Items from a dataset
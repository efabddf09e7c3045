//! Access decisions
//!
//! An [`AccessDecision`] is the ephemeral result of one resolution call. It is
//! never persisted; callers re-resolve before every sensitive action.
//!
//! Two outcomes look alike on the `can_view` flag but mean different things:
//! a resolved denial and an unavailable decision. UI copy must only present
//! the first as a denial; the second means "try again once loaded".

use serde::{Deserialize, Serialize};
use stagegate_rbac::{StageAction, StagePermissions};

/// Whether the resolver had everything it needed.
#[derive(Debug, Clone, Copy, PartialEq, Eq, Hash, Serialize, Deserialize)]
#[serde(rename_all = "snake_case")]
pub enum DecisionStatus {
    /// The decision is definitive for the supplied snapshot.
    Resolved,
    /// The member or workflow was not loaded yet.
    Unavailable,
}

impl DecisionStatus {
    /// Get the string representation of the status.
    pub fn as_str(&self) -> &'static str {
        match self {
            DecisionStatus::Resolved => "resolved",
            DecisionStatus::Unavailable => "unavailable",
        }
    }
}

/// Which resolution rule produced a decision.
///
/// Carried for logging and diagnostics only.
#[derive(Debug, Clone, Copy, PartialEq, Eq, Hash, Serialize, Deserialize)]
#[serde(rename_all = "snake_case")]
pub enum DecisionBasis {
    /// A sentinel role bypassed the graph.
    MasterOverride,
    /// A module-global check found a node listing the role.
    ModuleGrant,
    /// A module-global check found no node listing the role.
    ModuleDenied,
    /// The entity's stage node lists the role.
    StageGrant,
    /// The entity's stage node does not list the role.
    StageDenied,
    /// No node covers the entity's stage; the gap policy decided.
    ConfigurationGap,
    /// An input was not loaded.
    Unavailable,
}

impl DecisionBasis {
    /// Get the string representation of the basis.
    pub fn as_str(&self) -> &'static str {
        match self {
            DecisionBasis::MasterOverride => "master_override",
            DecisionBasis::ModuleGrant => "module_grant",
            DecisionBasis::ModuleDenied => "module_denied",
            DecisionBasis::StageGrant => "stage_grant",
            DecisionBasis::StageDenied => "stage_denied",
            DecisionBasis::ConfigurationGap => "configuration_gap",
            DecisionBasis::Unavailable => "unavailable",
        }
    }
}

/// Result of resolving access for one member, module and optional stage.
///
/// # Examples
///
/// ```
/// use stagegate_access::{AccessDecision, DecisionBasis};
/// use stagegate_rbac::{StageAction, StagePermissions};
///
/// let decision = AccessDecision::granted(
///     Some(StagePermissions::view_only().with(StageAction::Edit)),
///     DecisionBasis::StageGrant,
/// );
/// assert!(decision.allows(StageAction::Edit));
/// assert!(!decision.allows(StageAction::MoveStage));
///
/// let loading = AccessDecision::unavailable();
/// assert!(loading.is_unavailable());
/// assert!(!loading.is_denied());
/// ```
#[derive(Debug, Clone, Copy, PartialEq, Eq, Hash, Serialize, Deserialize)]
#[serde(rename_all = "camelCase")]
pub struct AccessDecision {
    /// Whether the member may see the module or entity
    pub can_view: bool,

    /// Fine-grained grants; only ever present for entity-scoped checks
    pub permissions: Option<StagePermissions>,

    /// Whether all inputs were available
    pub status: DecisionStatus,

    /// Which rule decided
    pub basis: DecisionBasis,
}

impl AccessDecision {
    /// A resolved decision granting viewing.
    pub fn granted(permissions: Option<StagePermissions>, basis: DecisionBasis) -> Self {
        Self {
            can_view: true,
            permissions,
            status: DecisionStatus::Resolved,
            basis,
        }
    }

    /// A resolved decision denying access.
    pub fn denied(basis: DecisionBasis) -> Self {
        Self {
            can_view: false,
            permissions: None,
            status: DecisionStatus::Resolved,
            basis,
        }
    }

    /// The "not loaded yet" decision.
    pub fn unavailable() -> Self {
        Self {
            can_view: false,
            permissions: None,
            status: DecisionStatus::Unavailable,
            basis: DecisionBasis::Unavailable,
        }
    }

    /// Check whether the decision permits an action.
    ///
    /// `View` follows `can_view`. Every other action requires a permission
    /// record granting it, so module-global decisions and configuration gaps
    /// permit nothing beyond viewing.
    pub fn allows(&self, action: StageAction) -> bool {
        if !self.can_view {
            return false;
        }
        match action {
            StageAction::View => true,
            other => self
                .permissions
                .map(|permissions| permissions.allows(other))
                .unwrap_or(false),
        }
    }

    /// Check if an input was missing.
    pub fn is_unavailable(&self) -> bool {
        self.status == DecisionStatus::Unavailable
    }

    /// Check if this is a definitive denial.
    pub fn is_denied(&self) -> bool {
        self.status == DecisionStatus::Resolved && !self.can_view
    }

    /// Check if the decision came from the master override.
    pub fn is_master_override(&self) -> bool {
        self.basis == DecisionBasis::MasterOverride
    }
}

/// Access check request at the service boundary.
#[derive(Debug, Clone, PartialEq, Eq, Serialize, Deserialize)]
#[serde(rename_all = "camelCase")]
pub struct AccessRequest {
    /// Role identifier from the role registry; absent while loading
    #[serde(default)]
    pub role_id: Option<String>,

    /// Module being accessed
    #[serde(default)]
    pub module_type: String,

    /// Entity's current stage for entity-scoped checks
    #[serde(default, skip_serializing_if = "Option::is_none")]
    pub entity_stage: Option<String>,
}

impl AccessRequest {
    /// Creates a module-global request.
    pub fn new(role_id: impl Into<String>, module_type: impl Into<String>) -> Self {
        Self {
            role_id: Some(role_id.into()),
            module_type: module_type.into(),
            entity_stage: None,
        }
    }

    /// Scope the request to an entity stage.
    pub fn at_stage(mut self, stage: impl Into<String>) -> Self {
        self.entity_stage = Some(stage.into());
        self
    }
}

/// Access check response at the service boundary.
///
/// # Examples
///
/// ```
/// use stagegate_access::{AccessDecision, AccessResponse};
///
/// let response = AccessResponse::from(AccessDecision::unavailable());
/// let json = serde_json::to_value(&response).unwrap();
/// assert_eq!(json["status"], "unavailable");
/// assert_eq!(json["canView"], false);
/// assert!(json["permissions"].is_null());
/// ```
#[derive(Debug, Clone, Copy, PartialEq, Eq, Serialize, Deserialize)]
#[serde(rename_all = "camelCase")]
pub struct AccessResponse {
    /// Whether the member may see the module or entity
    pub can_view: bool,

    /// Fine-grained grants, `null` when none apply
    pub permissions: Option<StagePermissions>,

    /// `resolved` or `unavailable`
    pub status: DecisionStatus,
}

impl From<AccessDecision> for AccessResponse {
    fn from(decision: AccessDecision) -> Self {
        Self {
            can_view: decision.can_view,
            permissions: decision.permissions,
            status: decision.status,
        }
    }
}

...

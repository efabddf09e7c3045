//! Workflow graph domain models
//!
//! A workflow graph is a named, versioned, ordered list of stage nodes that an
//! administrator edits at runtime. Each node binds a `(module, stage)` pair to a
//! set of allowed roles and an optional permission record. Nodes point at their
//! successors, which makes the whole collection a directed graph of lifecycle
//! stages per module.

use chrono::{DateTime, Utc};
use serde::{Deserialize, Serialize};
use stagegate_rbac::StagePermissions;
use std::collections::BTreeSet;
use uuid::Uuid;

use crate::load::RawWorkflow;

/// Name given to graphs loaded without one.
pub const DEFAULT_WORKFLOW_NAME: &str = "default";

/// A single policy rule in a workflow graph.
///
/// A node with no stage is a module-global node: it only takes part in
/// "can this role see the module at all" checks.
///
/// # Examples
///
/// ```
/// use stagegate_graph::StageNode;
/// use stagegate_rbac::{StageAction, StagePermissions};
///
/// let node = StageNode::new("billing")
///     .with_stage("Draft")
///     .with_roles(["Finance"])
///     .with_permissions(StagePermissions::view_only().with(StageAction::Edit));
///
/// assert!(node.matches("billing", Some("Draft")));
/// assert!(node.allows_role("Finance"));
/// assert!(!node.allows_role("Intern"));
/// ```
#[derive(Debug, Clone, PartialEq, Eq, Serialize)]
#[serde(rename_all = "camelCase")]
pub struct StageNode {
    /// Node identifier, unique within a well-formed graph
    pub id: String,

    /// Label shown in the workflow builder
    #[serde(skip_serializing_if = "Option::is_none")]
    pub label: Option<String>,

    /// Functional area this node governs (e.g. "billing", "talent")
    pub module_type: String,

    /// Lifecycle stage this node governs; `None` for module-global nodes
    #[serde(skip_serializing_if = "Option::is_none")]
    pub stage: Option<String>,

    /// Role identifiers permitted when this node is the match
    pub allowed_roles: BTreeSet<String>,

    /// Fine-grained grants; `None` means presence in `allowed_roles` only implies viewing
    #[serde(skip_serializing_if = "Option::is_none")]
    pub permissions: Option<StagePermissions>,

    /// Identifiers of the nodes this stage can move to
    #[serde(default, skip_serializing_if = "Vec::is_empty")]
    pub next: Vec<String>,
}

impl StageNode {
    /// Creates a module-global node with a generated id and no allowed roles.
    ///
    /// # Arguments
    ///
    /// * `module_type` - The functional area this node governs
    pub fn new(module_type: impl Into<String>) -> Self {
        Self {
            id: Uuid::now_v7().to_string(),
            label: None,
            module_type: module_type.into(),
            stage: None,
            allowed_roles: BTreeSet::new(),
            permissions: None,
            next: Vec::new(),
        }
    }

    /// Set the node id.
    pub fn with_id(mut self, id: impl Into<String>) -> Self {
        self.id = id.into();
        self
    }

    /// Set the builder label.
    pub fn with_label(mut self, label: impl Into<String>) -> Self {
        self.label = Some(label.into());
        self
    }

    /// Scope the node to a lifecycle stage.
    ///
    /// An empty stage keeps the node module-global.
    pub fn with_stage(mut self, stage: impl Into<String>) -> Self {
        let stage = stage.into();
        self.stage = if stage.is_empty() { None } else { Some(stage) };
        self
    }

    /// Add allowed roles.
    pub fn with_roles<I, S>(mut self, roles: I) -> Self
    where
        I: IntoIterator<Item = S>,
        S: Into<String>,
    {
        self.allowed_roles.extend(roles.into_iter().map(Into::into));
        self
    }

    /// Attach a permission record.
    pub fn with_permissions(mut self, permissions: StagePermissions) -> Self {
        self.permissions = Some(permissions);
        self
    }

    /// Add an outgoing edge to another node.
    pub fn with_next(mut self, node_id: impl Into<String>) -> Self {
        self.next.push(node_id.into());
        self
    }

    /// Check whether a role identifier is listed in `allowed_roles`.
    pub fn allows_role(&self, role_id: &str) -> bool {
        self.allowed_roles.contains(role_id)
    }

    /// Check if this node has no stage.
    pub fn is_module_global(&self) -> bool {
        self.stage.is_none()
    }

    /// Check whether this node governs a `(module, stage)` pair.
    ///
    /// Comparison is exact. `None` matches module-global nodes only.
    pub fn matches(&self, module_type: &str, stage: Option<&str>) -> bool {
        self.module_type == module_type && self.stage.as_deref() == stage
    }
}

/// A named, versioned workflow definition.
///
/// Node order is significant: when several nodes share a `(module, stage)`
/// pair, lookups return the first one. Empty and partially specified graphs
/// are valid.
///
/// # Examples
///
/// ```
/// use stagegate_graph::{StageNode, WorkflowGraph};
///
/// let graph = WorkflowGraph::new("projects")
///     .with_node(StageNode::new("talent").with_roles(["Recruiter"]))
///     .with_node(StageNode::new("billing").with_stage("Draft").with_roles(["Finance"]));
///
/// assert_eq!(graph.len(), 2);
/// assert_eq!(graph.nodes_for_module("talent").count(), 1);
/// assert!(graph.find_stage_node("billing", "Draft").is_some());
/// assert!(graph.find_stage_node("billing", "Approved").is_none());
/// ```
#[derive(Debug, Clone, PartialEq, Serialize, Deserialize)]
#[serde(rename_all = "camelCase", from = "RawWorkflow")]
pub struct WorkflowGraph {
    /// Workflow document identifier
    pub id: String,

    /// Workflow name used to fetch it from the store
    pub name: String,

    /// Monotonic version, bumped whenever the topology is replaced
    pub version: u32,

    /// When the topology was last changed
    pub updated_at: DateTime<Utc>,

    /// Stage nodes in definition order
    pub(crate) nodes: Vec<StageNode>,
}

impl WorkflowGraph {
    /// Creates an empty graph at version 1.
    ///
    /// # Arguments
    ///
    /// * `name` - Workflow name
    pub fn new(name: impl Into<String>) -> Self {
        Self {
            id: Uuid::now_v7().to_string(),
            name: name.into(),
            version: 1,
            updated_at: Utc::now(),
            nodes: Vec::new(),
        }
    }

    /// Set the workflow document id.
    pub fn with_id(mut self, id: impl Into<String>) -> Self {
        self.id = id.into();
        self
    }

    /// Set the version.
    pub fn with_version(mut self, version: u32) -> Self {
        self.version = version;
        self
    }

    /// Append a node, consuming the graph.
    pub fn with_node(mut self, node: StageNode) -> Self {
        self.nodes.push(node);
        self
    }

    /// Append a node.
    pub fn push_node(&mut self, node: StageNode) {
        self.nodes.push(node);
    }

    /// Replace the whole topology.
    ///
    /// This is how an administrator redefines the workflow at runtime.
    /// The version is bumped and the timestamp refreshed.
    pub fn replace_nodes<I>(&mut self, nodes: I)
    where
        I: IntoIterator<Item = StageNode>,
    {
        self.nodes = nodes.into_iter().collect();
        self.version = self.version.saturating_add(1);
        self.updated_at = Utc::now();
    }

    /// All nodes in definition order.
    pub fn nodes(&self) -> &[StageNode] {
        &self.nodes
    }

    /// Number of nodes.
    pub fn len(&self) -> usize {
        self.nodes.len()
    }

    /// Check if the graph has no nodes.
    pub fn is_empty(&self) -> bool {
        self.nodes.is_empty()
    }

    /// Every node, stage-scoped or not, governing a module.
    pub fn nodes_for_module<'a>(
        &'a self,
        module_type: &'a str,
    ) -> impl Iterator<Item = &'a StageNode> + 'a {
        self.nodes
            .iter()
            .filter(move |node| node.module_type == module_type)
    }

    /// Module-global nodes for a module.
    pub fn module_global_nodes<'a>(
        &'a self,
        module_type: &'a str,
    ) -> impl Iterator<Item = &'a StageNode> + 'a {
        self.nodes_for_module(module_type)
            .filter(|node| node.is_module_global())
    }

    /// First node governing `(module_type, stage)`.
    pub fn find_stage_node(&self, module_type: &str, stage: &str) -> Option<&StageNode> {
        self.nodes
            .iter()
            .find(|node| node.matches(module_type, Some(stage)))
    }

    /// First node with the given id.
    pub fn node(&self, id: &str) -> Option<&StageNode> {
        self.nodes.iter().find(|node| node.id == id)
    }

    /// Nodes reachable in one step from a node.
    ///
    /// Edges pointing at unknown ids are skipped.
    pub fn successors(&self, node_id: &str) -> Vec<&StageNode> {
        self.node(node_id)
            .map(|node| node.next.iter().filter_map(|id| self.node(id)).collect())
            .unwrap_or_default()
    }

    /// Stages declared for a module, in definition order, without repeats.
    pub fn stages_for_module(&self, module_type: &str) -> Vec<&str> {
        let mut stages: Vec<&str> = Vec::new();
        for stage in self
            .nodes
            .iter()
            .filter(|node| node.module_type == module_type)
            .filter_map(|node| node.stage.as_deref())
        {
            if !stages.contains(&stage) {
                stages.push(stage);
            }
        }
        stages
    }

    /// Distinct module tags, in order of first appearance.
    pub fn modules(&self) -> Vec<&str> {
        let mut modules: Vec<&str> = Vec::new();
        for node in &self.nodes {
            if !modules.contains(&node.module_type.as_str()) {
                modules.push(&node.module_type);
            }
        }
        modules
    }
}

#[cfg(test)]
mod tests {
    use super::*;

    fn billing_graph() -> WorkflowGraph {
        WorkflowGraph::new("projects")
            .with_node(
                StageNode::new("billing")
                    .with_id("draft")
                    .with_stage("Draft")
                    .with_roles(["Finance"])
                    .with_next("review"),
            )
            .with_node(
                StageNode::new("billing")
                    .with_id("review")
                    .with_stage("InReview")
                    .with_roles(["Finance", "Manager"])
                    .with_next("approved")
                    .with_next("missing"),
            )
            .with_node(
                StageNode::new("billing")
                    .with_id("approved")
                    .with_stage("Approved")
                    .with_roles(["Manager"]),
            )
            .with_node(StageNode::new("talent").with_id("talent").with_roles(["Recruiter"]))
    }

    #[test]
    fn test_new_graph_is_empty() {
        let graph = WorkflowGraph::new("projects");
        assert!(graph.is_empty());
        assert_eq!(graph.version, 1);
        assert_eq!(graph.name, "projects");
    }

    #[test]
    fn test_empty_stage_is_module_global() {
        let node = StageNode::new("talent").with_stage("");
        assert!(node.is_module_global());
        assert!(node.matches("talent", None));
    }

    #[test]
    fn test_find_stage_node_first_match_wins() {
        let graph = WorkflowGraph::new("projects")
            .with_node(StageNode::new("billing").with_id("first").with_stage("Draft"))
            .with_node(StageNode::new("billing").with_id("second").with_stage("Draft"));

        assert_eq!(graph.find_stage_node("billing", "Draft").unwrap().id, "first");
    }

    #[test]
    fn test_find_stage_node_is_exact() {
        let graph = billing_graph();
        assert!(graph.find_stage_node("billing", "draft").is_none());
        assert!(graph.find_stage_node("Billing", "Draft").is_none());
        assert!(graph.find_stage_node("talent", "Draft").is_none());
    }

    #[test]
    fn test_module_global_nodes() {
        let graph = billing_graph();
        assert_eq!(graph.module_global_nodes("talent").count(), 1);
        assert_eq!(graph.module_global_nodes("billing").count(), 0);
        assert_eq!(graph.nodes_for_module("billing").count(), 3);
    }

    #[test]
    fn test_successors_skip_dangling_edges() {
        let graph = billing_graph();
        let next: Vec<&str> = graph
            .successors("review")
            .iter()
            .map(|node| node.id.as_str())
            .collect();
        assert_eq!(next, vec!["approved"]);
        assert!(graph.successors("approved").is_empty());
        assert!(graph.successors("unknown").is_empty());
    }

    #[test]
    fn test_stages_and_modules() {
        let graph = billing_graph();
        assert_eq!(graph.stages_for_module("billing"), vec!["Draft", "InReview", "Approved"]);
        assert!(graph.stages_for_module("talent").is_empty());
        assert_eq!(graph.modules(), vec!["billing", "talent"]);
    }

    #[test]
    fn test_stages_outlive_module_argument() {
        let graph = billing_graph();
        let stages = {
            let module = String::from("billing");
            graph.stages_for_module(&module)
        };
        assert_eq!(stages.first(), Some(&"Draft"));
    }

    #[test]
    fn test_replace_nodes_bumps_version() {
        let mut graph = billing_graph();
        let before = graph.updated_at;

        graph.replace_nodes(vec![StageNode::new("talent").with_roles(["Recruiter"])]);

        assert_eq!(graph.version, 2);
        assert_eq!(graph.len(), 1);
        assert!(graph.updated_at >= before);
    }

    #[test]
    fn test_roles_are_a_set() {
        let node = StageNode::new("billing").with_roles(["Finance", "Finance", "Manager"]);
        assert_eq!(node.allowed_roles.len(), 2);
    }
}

EXERCISE AIM
Show every line above in which the word "graphs" is found.

TASK RESULT
/// Name given to graphs loaded without one.
/// pair, lookups return the first one. Empty and partially specified graphs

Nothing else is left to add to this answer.